** SOURCE DATA follows **

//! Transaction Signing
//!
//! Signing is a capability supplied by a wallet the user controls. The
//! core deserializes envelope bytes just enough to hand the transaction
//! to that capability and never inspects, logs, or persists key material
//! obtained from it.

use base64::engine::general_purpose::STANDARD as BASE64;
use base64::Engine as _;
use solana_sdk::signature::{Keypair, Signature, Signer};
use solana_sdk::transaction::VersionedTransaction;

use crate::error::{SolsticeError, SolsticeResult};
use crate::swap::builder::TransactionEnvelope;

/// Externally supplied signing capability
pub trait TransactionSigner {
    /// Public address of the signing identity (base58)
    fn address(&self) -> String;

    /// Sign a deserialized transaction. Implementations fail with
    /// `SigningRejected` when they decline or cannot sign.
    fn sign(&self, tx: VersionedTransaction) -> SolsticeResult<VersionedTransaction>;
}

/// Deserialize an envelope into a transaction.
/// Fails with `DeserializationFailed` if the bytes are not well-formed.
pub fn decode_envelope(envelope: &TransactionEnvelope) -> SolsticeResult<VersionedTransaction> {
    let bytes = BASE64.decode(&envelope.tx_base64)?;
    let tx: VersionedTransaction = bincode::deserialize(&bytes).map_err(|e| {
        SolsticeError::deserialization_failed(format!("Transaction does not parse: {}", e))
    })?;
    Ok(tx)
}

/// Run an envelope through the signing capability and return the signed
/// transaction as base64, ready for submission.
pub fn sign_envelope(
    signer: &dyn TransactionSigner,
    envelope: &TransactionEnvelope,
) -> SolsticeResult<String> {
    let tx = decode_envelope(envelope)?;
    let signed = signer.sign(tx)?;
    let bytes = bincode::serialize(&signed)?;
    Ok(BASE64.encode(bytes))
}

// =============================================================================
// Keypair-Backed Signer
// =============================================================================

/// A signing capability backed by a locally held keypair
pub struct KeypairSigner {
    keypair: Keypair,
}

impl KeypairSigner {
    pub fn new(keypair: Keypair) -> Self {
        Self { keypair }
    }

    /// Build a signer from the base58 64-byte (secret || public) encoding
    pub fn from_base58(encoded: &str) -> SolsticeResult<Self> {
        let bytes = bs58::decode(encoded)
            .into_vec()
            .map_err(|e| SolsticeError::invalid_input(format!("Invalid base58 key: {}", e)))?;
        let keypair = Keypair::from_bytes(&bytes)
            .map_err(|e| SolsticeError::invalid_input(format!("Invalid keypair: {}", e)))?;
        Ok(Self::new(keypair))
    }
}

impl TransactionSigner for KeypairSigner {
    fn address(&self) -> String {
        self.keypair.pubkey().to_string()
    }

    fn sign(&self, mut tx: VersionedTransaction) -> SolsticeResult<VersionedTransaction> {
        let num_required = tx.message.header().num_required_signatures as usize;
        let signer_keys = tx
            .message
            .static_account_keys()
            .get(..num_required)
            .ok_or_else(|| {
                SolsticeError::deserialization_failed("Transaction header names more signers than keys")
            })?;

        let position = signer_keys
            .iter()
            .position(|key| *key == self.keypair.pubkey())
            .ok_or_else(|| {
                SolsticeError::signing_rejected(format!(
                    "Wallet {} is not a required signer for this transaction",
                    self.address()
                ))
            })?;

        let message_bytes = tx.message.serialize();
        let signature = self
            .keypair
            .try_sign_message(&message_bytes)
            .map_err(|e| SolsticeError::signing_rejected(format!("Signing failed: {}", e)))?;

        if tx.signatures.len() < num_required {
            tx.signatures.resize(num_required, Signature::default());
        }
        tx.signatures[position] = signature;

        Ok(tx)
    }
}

** End of SOURCE DATA **

## YOUR GOAL
Look over the records above, and wherever a line contains the string "supplied", copy that line.

## EXPECTED ANSWER
//! Signing is a capability supplied by a wallet the user controls. The
/// Externally supplied signing capability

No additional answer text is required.